Stored data
────────────────
//! ModelDeployment CRD
//!
//! Declares a desired deployment of a registered model version: an inference
//! workload, a service exposing it, and optionally a horizontal autoscaler.

use chrono::{DateTime, Utc};
use kube::CustomResource;
use schemars::JsonSchema;
use serde::{Deserialize, Serialize};

/// Desired state for one model deployment.
#[derive(CustomResource, Debug, Clone, Serialize, Deserialize, JsonSchema)]
#[kube(
    group = "ml.example.com",
    version = "v1",
    kind = "ModelDeployment",
    plural = "modeldeployments",
    namespaced,
    status = "ModelDeploymentStatus",
    shortname = "md"
)]
#[serde(rename_all = "camelCase")]
pub struct ModelDeploymentSpec {
    /// Name of the model in the registry
    pub model_name: String,

    /// Model version to serve (>= 1)
    pub model_version: i64,

    /// Number of inference replicas
    #[serde(default = "default_replicas")]
    pub replicas: i32,

    /// Container resource requests/limits
    #[serde(default, skip_serializing_if = "Option::is_none")]
    pub resources: Option<ResourceSpec>,

    /// Deployment environment label (e.g. "development", "production")
    #[serde(default = "default_environment")]
    pub environment: String,

    /// Horizontal autoscaling configuration
    #[serde(default, skip_serializing_if = "Option::is_none")]
    pub autoscaling: Option<AutoscalingSpec>,
}

/// Container resource requests and limits.
#[derive(Debug, Clone, Default, Serialize, Deserialize, JsonSchema)]
#[serde(rename_all = "camelCase")]
pub struct ResourceSpec {
    /// Requested resources
    #[serde(default, skip_serializing_if = "Option::is_none")]
    pub requests: Option<ResourceList>,

    /// Resource limits
    #[serde(default, skip_serializing_if = "Option::is_none")]
    pub limits: Option<ResourceList>,
}

/// CPU/memory quantity pair.
#[derive(Debug, Clone, Default, Serialize, Deserialize, JsonSchema)]
#[serde(rename_all = "camelCase")]
pub struct ResourceList {
    /// CPU quantity (e.g. "250m")
    #[serde(default, skip_serializing_if = "Option::is_none")]
    pub cpu: Option<String>,

    /// Memory quantity (e.g. "256Mi")
    #[serde(default, skip_serializing_if = "Option::is_none")]
    pub memory: Option<String>,
}

/// Horizontal Pod Autoscaler configuration.
#[derive(Debug, Clone, Default, Serialize, Deserialize, JsonSchema)]
#[serde(rename_all = "camelCase")]
pub struct AutoscalingSpec {
    /// Whether an autoscaler should exist for this deployment
    #[serde(default)]
    pub enabled: bool,

    /// Minimum replicas (default 1)
    #[serde(default, skip_serializing_if = "Option::is_none")]
    pub min_replicas: Option<i32>,

    /// Maximum replicas (default 5)
    #[serde(default, skip_serializing_if = "Option::is_none")]
    pub max_replicas: Option<i32>,

    /// Target average CPU utilization percentage (default 70)
    #[serde(default, skip_serializing_if = "Option::is_none")]
    pub target_cpu_utilization_percentage: Option<i32>,
}

/// Observed state, written back exclusively by the controller.
#[derive(Debug, Clone, Default, Serialize, Deserialize, JsonSchema)]
#[serde(rename_all = "camelCase")]
pub struct ModelDeploymentStatus {
    /// Deployment lifecycle phase
    #[serde(default)]
    pub phase: DeploymentPhase,

    /// Name of the managed workload Deployment
    #[serde(default, skip_serializing_if = "Option::is_none")]
    pub deployment_name: Option<String>,

    /// Name of the managed Service
    #[serde(default, skip_serializing_if = "Option::is_none")]
    pub service_name: Option<String>,

    /// Desired replica count last observed on the workload
    #[serde(default, skip_serializing_if = "Option::is_none")]
    pub replicas: Option<i32>,

    /// Ready replica count last observed on the workload
    #[serde(default, skip_serializing_if = "Option::is_none")]
    pub ready_replicas: Option<i32>,

    /// Timestamp of the last status write
    #[serde(default, skip_serializing_if = "Option::is_none")]
    pub last_updated: Option<DateTime<Utc>>,

    /// Conditions; a single `Ready` condition is maintained in place
    #[serde(default, skip_serializing_if = "Vec::is_empty")]
    pub conditions: Vec<DeploymentCondition>,

    /// Spec generation last successfully applied to the cluster
    #[serde(default, skip_serializing_if = "Option::is_none")]
    pub observed_generation: Option<i64>,

    /// Model version last successfully applied to the cluster
    #[serde(default, skip_serializing_if = "Option::is_none")]
    pub observed_model_version: Option<i64>,
}

/// Lifecycle phase of a ModelDeployment.
///
/// `Failed` is never terminal: any later successful reconciliation pass
/// moves the phase back to `Running` or `Updating`.
#[derive(Debug, Clone, Copy, Default, PartialEq, Eq, Serialize, Deserialize, JsonSchema)]
pub enum DeploymentPhase {
    /// Child resources not yet created
    #[default]
    Pending,

    /// All desired replicas are ready
    Running,

    /// Replicas are rolling toward the desired state
    Updating,

    /// The last reconciliation pass failed
    Failed,
}

/// A single status condition.
#[derive(Debug, Clone, Serialize, Deserialize, JsonSchema)]
#[serde(rename_all = "camelCase")]
pub struct DeploymentCondition {
    /// Condition type; currently always "Ready"
    #[serde(rename = "type")]
    pub type_: String,

    /// "True" or "False"
    pub status: ConditionStatus,

    /// When the status value last flipped
    #[serde(default, skip_serializing_if = "Option::is_none")]
    pub last_transition_time: Option<DateTime<Utc>>,

    /// Machine-readable cause
    pub reason: ConditionReason,

    /// Human-readable elaboration, may embed an underlying error
    pub message: String,
}

/// Condition status value, serialized as the Kubernetes-conventional
/// "True"/"False" strings.
#[derive(Debug, Clone, Copy, PartialEq, Eq, Serialize, Deserialize, JsonSchema)]
pub enum ConditionStatus {
    /// Condition holds
    True,
    /// Condition does not hold
    False,
}

/// Fixed reason tokens for the `Ready` condition.
#[derive(Debug, Clone, Copy, PartialEq, Eq, Serialize, Deserialize, JsonSchema)]
pub enum ConditionReason {
    /// Child resources created successfully
    DeploymentCreated,
    /// Child resources updated successfully
    DeploymentUpdated,
    /// Periodic replica-readiness check
    HealthCheck,
    /// Creating child resources failed
    CreationFailed,
    /// Updating child resources failed
    UpdateFailed,
    /// Deleting child resources failed
    DeletionFailed,
    /// Reading workload health failed
    HealthCheckFailed,
}

/// The `type` value of the always-present readiness condition.
pub const READY_CONDITION: &str = "Ready";

fn default_replicas() -> i32 {
    1
}

fn default_environment() -> String {
    "development".to_string()
}

/// Workload Deployment name derived from the ModelDeployment name.
///
/// All child names are pure functions of the CR name so that every
/// reconciliation pass can re-derive them without stored state.
pub fn workload_name(name: &str) -> String {
    format!("{name}-inference")
}

/// Service name derived from the ModelDeployment name.
pub fn service_name(name: &str) -> String {
    format!("{name}-service")
}

/// HorizontalPodAutoscaler name derived from the ModelDeployment name.
pub fn autoscaler_name(name: &str) -> String {
    format!("{name}-hpa")
}

#[cfg(test)]
mod tests {
    use super::*;

    #[test]
    fn spec_defaults_applied_on_deserialize() {
        let spec: ModelDeploymentSpec =
            serde_json::from_value(serde_json::json!({
                "modelName": "iris",
                "modelVersion": 1
            }))
            .unwrap();
        assert_eq!(spec.replicas, 1);
        assert_eq!(spec.environment, "development");
        assert!(spec.resources.is_none());
        assert!(spec.autoscaling.is_none());
    }

    #[test]
    fn phase_serializes_pascal_case() {
        assert_eq!(
            serde_json::to_value(DeploymentPhase::Updating).unwrap(),
            serde_json::json!("Updating")
        );
        assert_eq!(
            serde_json::to_value(ConditionStatus::True).unwrap(),
            serde_json::json!("True")
        );
    }

    #[test]
    fn child_names_are_deterministic() {
        assert_eq!(workload_name("iris"), "iris-inference");
        assert_eq!(service_name("iris"), "iris-service");
        assert_eq!(autoscaler_name("iris"), "iris-hpa");
    }
}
────────────────
Exercise description
Wherever a line of the data holds "quantity", copy that line.

Response to this exercise
/// CPU/memory quantity pair.
    /// CPU quantity (e.g. "250m")
    /// Memory quantity (e.g. "256Mi")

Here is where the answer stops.